▶ _Task statement_
Using the entries below, output each line exactly from the first through the one that contains "for cell in".

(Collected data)

# # # # # # #

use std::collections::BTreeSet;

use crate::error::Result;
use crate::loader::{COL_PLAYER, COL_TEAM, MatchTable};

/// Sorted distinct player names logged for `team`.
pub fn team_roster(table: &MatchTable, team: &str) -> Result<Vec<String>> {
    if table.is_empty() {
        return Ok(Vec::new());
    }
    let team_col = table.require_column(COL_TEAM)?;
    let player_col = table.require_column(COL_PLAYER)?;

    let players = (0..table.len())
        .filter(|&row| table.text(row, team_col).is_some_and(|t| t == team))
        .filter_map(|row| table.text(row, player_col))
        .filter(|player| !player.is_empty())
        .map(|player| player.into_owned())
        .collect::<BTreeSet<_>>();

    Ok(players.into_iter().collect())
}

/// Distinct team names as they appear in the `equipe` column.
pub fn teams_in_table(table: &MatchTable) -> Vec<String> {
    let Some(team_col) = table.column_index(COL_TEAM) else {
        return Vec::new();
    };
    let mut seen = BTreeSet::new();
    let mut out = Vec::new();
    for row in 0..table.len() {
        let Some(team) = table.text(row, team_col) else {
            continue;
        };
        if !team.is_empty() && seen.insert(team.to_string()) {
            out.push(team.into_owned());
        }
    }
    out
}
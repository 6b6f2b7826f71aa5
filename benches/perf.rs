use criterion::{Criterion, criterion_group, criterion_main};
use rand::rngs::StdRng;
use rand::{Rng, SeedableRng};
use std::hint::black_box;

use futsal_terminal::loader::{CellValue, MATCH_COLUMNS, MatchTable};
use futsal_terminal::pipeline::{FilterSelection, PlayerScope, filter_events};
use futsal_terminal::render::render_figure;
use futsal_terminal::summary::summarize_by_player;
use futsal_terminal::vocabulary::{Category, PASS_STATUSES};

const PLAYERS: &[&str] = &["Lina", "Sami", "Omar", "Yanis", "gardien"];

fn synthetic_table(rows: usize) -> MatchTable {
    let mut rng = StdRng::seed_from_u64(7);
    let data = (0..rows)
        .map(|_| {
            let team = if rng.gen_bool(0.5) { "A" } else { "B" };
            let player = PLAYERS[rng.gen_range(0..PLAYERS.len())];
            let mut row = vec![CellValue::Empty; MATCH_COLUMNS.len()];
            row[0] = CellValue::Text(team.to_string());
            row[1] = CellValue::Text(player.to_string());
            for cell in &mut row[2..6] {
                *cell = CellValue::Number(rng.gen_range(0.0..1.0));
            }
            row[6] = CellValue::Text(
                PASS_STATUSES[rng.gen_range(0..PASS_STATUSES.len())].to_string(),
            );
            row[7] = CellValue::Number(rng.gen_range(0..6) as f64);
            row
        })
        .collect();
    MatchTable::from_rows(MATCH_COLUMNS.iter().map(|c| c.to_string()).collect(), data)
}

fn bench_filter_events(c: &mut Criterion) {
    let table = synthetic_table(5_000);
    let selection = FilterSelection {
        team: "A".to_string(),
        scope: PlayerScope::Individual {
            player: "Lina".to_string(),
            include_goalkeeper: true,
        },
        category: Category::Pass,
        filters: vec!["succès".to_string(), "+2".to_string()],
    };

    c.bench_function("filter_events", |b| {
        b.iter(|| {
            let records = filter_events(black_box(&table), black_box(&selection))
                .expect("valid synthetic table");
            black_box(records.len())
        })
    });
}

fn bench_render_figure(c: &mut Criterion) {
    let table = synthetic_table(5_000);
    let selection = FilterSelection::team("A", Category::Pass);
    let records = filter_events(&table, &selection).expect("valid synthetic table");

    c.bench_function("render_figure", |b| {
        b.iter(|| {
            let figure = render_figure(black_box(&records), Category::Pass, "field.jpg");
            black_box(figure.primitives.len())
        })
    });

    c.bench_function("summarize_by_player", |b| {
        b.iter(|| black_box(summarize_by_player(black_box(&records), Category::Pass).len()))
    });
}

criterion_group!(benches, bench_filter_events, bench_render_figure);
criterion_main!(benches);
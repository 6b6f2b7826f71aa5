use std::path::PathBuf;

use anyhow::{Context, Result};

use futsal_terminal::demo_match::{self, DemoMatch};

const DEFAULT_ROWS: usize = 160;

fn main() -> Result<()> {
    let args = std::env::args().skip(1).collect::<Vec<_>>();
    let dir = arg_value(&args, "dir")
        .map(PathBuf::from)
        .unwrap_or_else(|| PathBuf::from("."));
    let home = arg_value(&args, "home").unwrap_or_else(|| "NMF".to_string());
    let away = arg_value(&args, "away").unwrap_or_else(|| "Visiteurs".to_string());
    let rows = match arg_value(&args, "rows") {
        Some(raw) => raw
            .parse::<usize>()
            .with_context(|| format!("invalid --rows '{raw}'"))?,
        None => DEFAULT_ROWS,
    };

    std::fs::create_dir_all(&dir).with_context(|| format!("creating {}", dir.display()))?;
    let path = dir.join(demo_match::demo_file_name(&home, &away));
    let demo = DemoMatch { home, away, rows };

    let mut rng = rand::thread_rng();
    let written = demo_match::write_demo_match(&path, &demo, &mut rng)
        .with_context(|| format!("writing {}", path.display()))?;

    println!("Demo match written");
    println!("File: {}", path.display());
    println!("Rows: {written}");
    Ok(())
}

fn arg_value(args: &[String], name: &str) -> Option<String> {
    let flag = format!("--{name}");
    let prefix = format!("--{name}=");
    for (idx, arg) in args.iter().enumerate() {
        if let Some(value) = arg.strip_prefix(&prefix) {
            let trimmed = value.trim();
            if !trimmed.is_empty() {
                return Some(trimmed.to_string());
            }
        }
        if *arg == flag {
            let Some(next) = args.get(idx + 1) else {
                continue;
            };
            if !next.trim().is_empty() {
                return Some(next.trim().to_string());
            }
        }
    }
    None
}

# # # # # # #

▶ _Result of this exercise_
use std::collections::BTreeSet;

use crate::error::Result;
use crate::loader::{COL_PLAYER, COL_TEAM, MatchTable};

/// Sorted distinct player names logged for `team`.
pub fn team_roster(table: &MatchTable, team: &str) -> Result<Vec<String>> {
    if table.is_empty() {
        return Ok(Vec::new());
    }
    let team_col = table.require_column(COL_TEAM)?;
    let player_col = table.require_column(COL_PLAYER)?;

    let players = (0..table.len())
        .filter(|&row| table.text(row, team_col).is_some_and(|t| t == team))
        .filter_map(|row| table.text(row, player_col))
        .filter(|player| !player.is_empty())
        .map(|player| player.into_owned())
        .collect::<BTreeSet<_>>();

    Ok(players.into_iter().collect())
}

/// Distinct team names as they appear in the `equipe` column.
pub fn teams_in_table(table: &MatchTable) -> Vec<String> {
    let Some(team_col) = table.column_index(COL_TEAM) else {
        return Vec::new();
    };
    let mut seen = BTreeSet::new();
    let mut out = Vec::new();
    for row in 0..table.len() {
        let Some(team) = table.text(row, team_col) else {
            continue;
        };
        if !team.is_empty() && seen.insert(team.to_string()) {
            out.push(team.into_owned());
        }
    }
    out
}
repository 6b6f2b7826f71aa5
filename benches/perf.rs
use criterion::{Criterion, criterion_group, criterion_main};
use rand::rngs::StdRng;
use rand::{Rng, SeedableRng};
use std::hint::black_box;

use futsal_terminal::loader::{CellValue, MATCH_COLUMNS, MatchTable};
use futsal_terminal::pipeline::{FilterSelection, PlayerScope, filter_events};
use futsal_terminal::render::render_figure;
use futsal_terminal::summary::summarize_by_player;
use futsal_terminal::vocabulary::{Category, PASS_STATUSES};

const PLAYERS: &[&str] = &["Lina", "Sami", "Omar", "Yanis", "gardien"];

fn synthetic_table(rows: usize) -> MatchTable {
    let mut rng = StdRng::seed_from_u64(7);
    let data = (0..rows)
        .map(|_| {
            let team = if rng.gen_bool(0.5) { "A" } else { "B" };
            let player = PLAYERS[rng.gen_range(0..PLAYERS.len())];
            let mut row = vec![CellValue::Empty; MATCH_COLUMNS.len()];
            row[0] = CellValue::Text(team.to_string());
            row[1] = CellValue::Text(player.to_string());
            for cell in &mut row[2..6] {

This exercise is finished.